The U.S. Supreme Court has turned back a third Republican challenge to the Affordable Care Act (ACA), this time by a 7-2 vote.
The latest challenge to the law popularly known as Obamacare came from Texas and other states, backed by the administration of former President Donald Trump. The justices ruled that the challengers lacked legal standing for their case. They did not address part of the law known as the “individual mandate,” which requires Americans to have health insurance and which the complainants sought to overturn as unconstitutional.

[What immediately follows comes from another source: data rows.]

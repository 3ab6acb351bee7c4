//! Risk manager: entry gating, sizing, take-profit placement and ownership of
//! the open scale-in positions.
//!
//! The aggregate stop budget is a fraction of equity shared by every open
//! position. A new position opens only when the risk already deployed plus
//! its own fits inside that budget.

use serde::{Deserialize, Serialize};
use std::collections::BTreeMap;
use tracing::{debug, trace};

use super::sizer::PositionSizer;
use crate::config::{RiskConfig, StrategyConfig, TakeProfitConfig, TakeProfitMode};
use crate::domain::{Bar, IdGen, Pair, Position, PositionStatus, QuoteConversion};
use crate::engine::cost_model::CostModel;
use crate::trend::TrendState;

/// Entry permissions from the session clock and the news calendar.
#[derive(Debug, Clone, Copy, PartialEq, Eq)]
pub struct EntryGate {
    pub in_trading_hours: bool,
    pub news_blocked: bool,
}

impl EntryGate {
    pub fn open() -> Self {
        Self {
            in_trading_hours: true,
            news_blocked: false,
        }
    }
}

/// Why a bar did not produce a position.
#[derive(Debug, Clone, Copy, PartialEq, Eq, PartialOrd, Ord, Hash, Serialize, Deserialize)]
#[serde(rename_all = "snake_case")]
pub enum Rejection {
    NonPositiveEquity,
    Undetermined,
    CandleNotAligned,
    OutsideTradingHours,
    NewsBlackout,
    MaxOpenPositions,
    AtrWarmup,
    BudgetExhausted,
}

#[derive(Debug, Clone)]
pub struct RiskManager {
    pair: Pair,
    risk: RiskConfig,
    take_profit: TakeProfitConfig,
    sizer: PositionSizer,
    costs: CostModel,
    conversion: QuoteConversion,
    ids: IdGen,
    open: Vec<Position>,
    rejections: BTreeMap<Rejection, usize>,
}

impl RiskManager {
    pub fn new(config: &StrategyConfig, pair: Pair, conversion: QuoteConversion, costs: CostModel) -> Self {
        let sizer = PositionSizer::new(&config.risk, pair.pip_size(), conversion);
        Self {
            pair,
            risk: config.risk.clone(),
            take_profit: config.take_profit.clone(),
            sizer,
            costs,
            conversion,
            ids: IdGen::default(),
            open: Vec::new(),
            rejections: BTreeMap::new(),
        }
    }

    /// Aggregate loss allowed across all open positions.
    pub fn emergency_sl_budget(&self, equity: f64) -> f64 {
        self.risk.emergency_sl_pct_of_equity / 100.0 * equity.max(0.0)
    }

    /// Sum of `risk_amount` over open positions.
    pub fn open_risk(&self) -> f64 {
        self.open.iter().map(|p| p.risk_amount).sum()
    }

    pub fn open_positions(&self) -> &[Position] {
        &self.open
    }

    pub fn has_open_positions(&self) -> bool {
        !self.open.is_empty()
    }

    /// Count of entries refused, by reason.
    pub fn rejections(&self) -> &BTreeMap<Rejection, usize> {
        &self.rejections
    }

    /// Open one more position at the bar's close if every precondition holds.
    ///
    /// `atr` is the current ATR value (required only in ATR take-profit mode).
    pub fn maybe_open(
        &mut self,
        bar: &Bar,
        bar_index: usize,
        trend: &TrendState,
        equity: f64,
        gate: EntryGate,
        atr: Option<f64>,
    ) -> Option<Position> {
        match self.try_open(bar, bar_index, trend, equity, gate, atr) {
            Ok(position) => Some(position),
            Err(reason) => {
                trace!(at = %bar.timestamp, ?reason, "entry rejected");
                *self.rejections.entry(reason).or_insert(0) += 1;
                None
            }
        }
    }

    fn try_open(
        &mut self,
        bar: &Bar,
        bar_index: usize,
        trend: &TrendState,
        equity: f64,
        gate: EntryGate,
        atr: Option<f64>,
    ) -> Result<Position, Rejection> {
        if !(equity > 0.0) {
            return Err(Rejection::NonPositiveEquity);
        }
        let direction = trend.bias.direction().ok_or(Rejection::Undetermined)?;
        let flip_level = trend.flip_level().ok_or(Rejection::Undetermined)?;
        if Some(bar.direction()) != trend.bias.aligned_candle() {
            return Err(Rejection::CandleNotAligned);
        }
        if !gate.in_trading_hours {
            return Err(Rejection::OutsideTradingHours);
        }
        if gate.news_blocked {
            return Err(Rejection::NewsBlackout);
        }
        if let Some(max) = self.risk.max_open_positions {
            if self.open.len() >= max {
                return Err(Rejection::MaxOpenPositions);
            }
        }

        let tp_distance = self.take_profit_distance(atr).ok_or(Rejection::AtrWarmup)?;
        let entry_price = self.costs.entry_fill(direction, bar.close);
        let decision = self
            .sizer
            .size(equity, entry_price, flip_level)
            .ok_or(Rejection::NonPositiveEquity)?;

        let budget = self.emergency_sl_budget(equity);
        let deployed = self.open_risk();
        // tolerance for float noise at the exact budget edge
        if deployed + decision.risk_amount > budget * (1.0 + 1e-12) {
            return Err(Rejection::BudgetExhausted);
        }

        let units = decision.lots * crate::domain::STANDARD_LOT;
        let entry_cost = self
            .conversion
            .to_account(self.costs.per_fill() * units, bar.close);
        let position = Position {
            id: self.ids.next_position_id(),
            direction,
            entry_price,
            market_entry_price: bar.close,
            size: decision.lots,
            take_profit_price: entry_price + direction.sign() * tp_distance,
            opened_at: bar.timestamp,
            opened_bar: bar_index,
            status: PositionStatus::Open,
            stop_reference: flip_level,
            risk_amount: decision.risk_amount,
            entry_cost,
        };

        debug!(
            id = %position.id,
            direction = ?direction,
            at = %bar.timestamp,
            price = entry_price,
            lots = decision.lots,
            stop_pips = decision.stop_pips,
            risk = decision.risk_amount,
            open_risk = deployed + decision.risk_amount,
            budget,
            "position opened"
        );
        self.open.push(position.clone());
        Ok(position)
    }

    /// Take-profit distance in price units, or `None` while ATR is warming up.
    fn take_profit_distance(&self, atr: Option<f64>) -> Option<f64> {
        let tp = &self.take_profit;
        match tp.mode {
            TakeProfitMode::FixedPips => Some(self.pair.pips_to_price(tp.value)),
            TakeProfitMode::AtrMultiple => {
                let atr = atr.filter(|a| a.is_finite() && *a > 0.0)?;
                let mut pips = self.pair.price_to_pips(tp.value * atr);
                if let Some(min) = tp.atr_min_pips {
                    pips = pips.max(min);
                }
                if let Some(max) = tp.atr_max_pips {
                    pips = pips.min(max);
                }
                Some(self.pair.pips_to_price(pips))
            }
        }
    }

    /// Remove and return every open position matching `predicate`, stamped
    /// with the terminal `status`. Order of opening is preserved.
    pub fn close_where<F>(&mut self, status: PositionStatus, mut predicate: F) -> Vec<Position>
    where
        F: FnMut(&Position) -> bool,
    {
        let mut closed = Vec::new();
        let mut kept = Vec::with_capacity(self.open.len());
        for mut position in self.open.drain(..) {
            if predicate(&position) {
                position.status = status;
                closed.push(position);
            } else {
                kept.push(position);
            }
        }
        self.open = kept;
        closed
    }

    /// Close every open position with `status`.
    pub fn close_all(&mut self, status: PositionStatus) -> Vec<Position> {
        self.close_where(status, |_| true)
    }
}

“The state plaintiffs allege indirect injury in the form of increased costs to run state-operated medical insurance programs. They say the minimum essential coverage provision has caused more state residents to enroll in the programs,” Justice Stephen Breyer wrote for the court. “The States, like the individual plaintiffs, have failed to show how that alleged harm is traceable to the Government’s actual or possible action in enforcing [the individual mandate], so they lack Article III standing as a matter of law. But the States have also not shown that the challenged minimum essential coverage provision, without any prospect of penalty, will injure them by leading more individuals to enroll in these programs.”
Enacted in 2010, the ACA’s individual mandate originally carried a monetary penalty for most people who refused to obtain health insurance coverage. Congress struck down the monetary penalty provision of the law in 2017.

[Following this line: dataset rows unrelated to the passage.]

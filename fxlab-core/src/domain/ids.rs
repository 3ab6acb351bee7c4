use serde::{Deserialize, Serialize};
use std::fmt;

/// Position ID, sequential within a run.
#[derive(Debug, Clone, Copy, PartialEq, Eq, Hash, PartialOrd, Ord, Serialize, Deserialize)]
pub struct PositionId(pub u64);

impl fmt::Display for PositionId {
    fn fmt(&self, f: &mut fmt::Formatter<'_>) -> fmt::Result {
        write!(f, "P{}", self.0)
    }
}

/// Monotonic ID generator. One per run, so IDs are deterministic.
#[derive(Debug, Clone, Default)]
pub struct IdGen {
    next_position: u64,
}

impl IdGen {
    pub fn next_position_id(&mut self) -> PositionId {
        self.next_position += 1;
        PositionId(self.next_position)
    }
}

The court ruling drew praise from the Medical Alley Association, Minnesota’s medtech trade group. “This ruling provides stability for doctors, families and patients, making it easier for them to focus on providing and receiving high-quality care,” said Bobby Patrick, VP of strategic partnerships and policy. “Our members look forward to continue working and innovating every day to increase access, improve outcomes and lower costs for patients around the country.”
Medtech trade group AdvaMed also weighed in. “The Supreme Court has spoken,” said AdvaMed president & CEO Scott Whitaker. “ObamaCare appears to be here to stay, and we remain committed to supporting the law, as well as any and all policy ideas that would improve patient access to the medical technology industry’s lifesaving innovations.”

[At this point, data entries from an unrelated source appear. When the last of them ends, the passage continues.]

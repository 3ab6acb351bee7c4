//! Bar CSV ingestion and series validation.
//!
//! Accepts the terminal export layout (`time,open,high,low,close,tick_volume,
//! spread,real_volume`) or any CSV whose header names those price columns.
//! Every bar is validated here so the engine never sees a malformed series.

use chrono::{DateTime, Datelike, Duration, NaiveDateTime, Timelike, Utc, Weekday};
use std::io::{Read, Write};
use std::path::Path;

use super::provider::DataError;
use crate::domain::{Bar, Timeframe};

/// Longest gap treated as the weekend market closure.
/// Friday hour (UTC) from which the weekend closure may begin.
const WEEKEND_CLOSE_HOUR: u32 = 20;

/// Read and parse a bar CSV file.
pub fn read_bars_csv(path: &Path) -> Result<Vec<Bar>, DataError> {
    let file = std::fs::File::open(path)?;
    parse_bars(file)
}

/// Parse bars from any CSV reader with a header row.
pub fn parse_bars<R: Read>(reader: R) -> Result<Vec<Bar>, DataError> {
    let mut rdr = csv::ReaderBuilder::new()
        .has_headers(true)
        .trim(csv::Trim::All)
        .from_reader(reader);

    let headers = rdr.headers()?.clone();
    let column = |names: &[&str]| -> Result<usize, DataError> {
        headers
            .iter()
            .position(|h| names.iter().any(|n| h.eq_ignore_ascii_case(n)))
            .ok_or_else(|| DataError::Malformed {
                row: 1,
                reason: format!("missing column '{}'", names[0]),
            })
    };
    let time_col = column(&["time", "timestamp", "datetime", "date"])?;
    let open_col = column(&["open"])?;
    let high_col = column(&["high"])?;
    let low_col = column(&["low"])?;
    let close_col = column(&["close"])?;

    let mut bars = Vec::new();
    for (i, record) in rdr.records().enumerate() {
        // header is row 1
        let row = i + 2;
        let record = record?;

        let field = |col: usize| record.get(col).unwrap_or("");
        let timestamp = parse_timestamp(field(time_col)).ok_or_else(|| DataError::Malformed {
            row,
            reason: format!("unrecognized timestamp '{}'", field(time_col)),
        })?;
        let price = |col: usize, name: &str| -> Result<f64, DataError> {
            field(col).parse::<f64>().map_err(|_| DataError::Malformed {
                row,
                reason: format!("{name} '{}' is not a number", field(col)),
            })
        };

        let bar = Bar::new(
            timestamp,
            price(open_col, "open")?,
            price(high_col, "high")?,
            price(low_col, "low")?,
            price(close_col, "close")?,
        );
        bar.validate()
            .map_err(|source| DataError::InvalidBar { row, source })?;
        bars.push(bar);
    }

    Ok(bars)
}

/// Parse `YYYY-MM-DD HH:MM[:SS]`, `YYYY.MM.DD HH:MM[:SS]`, RFC 3339, or Unix seconds.
pub fn parse_timestamp(s: &str) -> Option<DateTime<Utc>> {
    let s = s.trim();
    if s.is_empty() {
        return None;
    }
    if s.bytes().all(|b| b.is_ascii_digit()) {
        return s.parse::<i64>().ok().and_then(|secs| DateTime::from_timestamp(secs, 0));
    }
    if let Ok(dt) = DateTime::parse_from_rfc3339(s) {
        return Some(dt.with_timezone(&Utc));
    }
    const FORMATS: [&str; 5] = [
        "%Y-%m-%d %H:%M:%S",
        "%Y-%m-%d %H:%M",
        "%Y.%m.%d %H:%M:%S",
        "%Y.%m.%d %H:%M",
        "%Y-%m-%dT%H:%M:%S",
    ];
    FORMATS
        .iter()
        .find_map(|fmt| NaiveDateTime::parse_from_str(s, fmt).ok())
        .map(|naive| naive.and_utc())
}

/// Check ordering, alignment and continuity of a bar series.
///
/// Timestamps must strictly increase and sit on the timeframe grid. More than
/// `max_missing_bars` missing bars is an error. Slots inside the weekend
/// closure do not count as missing.
pub fn validate_series(
    bars: &[Bar],
    timeframe: Timeframe,
    max_missing_bars: usize,
) -> Result<(), DataError> {
    let interval = timeframe.duration();
    let interval_secs = interval.num_seconds();

    for (index, bar) in bars.iter().enumerate() {
        if bar.timestamp.timestamp().rem_euclid(interval_secs) != 0 {
            return Err(DataError::DataGap {
                index,
                timestamp: bar.timestamp,
                reason: format!("timestamp not aligned to {timeframe} grid"),
            });
        }
        if index == 0 {
            continue;
        }

        let prev = bars[index - 1].timestamp;
        let delta = bar.timestamp - prev;
        if delta <= Duration::zero() {
            let reason = if delta == Duration::zero() {
                "duplicate timestamp".to_string()
            } else {
                format!("timestamp goes backwards from {prev}")
            };
            return Err(DataError::DataGap {
                index,
                timestamp: bar.timestamp,
                reason,
            });
        }

        let missing = (delta.num_seconds() / interval_secs - 1) as usize;
        if missing > max_missing_bars
            && missing_outside_closure(prev, bar.timestamp, interval, max_missing_bars) > max_missing_bars
        {
            return Err(DataError::DataGap {
                index,
                timestamp: bar.timestamp,
                reason: format!(
                    "{missing} missing bar(s) after {prev} (allowed {max_missing_bars})"
                ),
            });
        }
    }
    Ok(())
}

/// Fail unless at least `needed` bars are present.
pub fn require_history(bars: &[Bar], needed: usize) -> Result<(), DataError> {
    if bars.len() < needed {
        return Err(DataError::InsufficientHistory {
            needed,
            available: bars.len(),
        });
    }
    Ok(())
}

/// Bars missing between `prev` and `next`, not counting slots inside the
/// weekend closure (Friday 20:00 UTC through Sunday 23:59 UTC).
///
/// Stops counting once `limit` is exceeded.
fn missing_outside_closure(prev: DateTime<Utc>, next: DateTime<Utc>, interval: Duration, limit: usize) -> usize {
    let mut missing = 0;
    let mut slot = prev + interval;
    while slot < next {
        if !in_weekend_closure(slot) {
            missing += 1;
            if missing > limit {
                break;
            }
        }
        slot += interval;
    }
    missing
}

fn in_weekend_closure(ts: DateTime<Utc>) -> bool {
    match ts.weekday() {
        Weekday::Fri => ts.hour() >= WEEKEND_CLOSE_HOUR,
        Weekday::Sat | Weekday::Sun => true,
        _ => false,
    }
}

/// Write bars in the terminal export layout.
pub fn write_bars_csv<W: Write>(writer: W, bars: &[Bar]) -> Result<(), DataError> {
    let mut wtr = csv::Writer::from_writer(writer);
    wtr.write_record(["time", "open", "high", "low", "close"])?;
    for bar in bars {
        wtr.write_record([
            bar.timestamp.format("%Y-%m-%d %H:%M:%S").to_string(),
            bar.open.to_string(),
            bar.high.to_string(),
            bar.low.to_string(),
            bar.close.to_string(),
        ])?;
    }
    wtr.flush()?;
    Ok(())
}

“The continued survival of the ACA despite formidable legal challenges suggests that the courts are unlikely to substantially limit its reach,” added Minneapolis attorney Stephen Lucke, a partner at Dorsey & Whitney and co-chair of its health litigation group. “Indeed, both the concurrence and dissent commented on the lengths to which — in their view — the Court acted to ‘save’ the legislation. Although the Court’s latest decision rests on constitutional grounds that limit the Court’s ability to intervene in matters in which no injury is traceable to the challenged conduct, the fact that the Affordable Care Act has now survived a ‘trilogy’ of challenges suggests that until Congress acts, its provisions are here to stay.”
Overturning the law would have had enormous consequences in 2022, according to an analysis by the Urban Institute, including:
- An additional 21.1 million people would have been uninsured, a 69% increase nationally.
- 9.3 million people would have lost income-related subsidies for marketplace insurance.
- Medicaid/CHIP coverage (acute care for the nonelderly) would have declined by 22% nationally, or 15.5 million people.
- The number of people with individually purchased (nongroup) insurance would have fallen by 7.6 million. In almost all states, the remaining nongroup coverage would have had a lower value (e.g., lower benefits, higher cost-sharing requirements, higher administrative costs as a percentage of the premium) than the nongroup coverage provided under the ACA’s framework.
- Uninsurance would have increased by about 85% for both Black people (from 11% to 20%) and white people (from 8% to 15%); by about 75% for both American Indians/Alaska Natives (from 13% to 24%) and people who are Asian/Pacific Islander (from 11% to 19%); and by about 40% for Hispanic people (from 21% to 30%). In addition, the coverage gaps between white people and every other specified racial/ethnic group would have increased.
Justice Clarence Thomas filed a concurring opinion. Justices Samuel Alito and Neil Gorsuch dissented.
This article has been updated with comments from the Medical Alley Association, Advamed and Minneapolis attorney Stephen Lucke.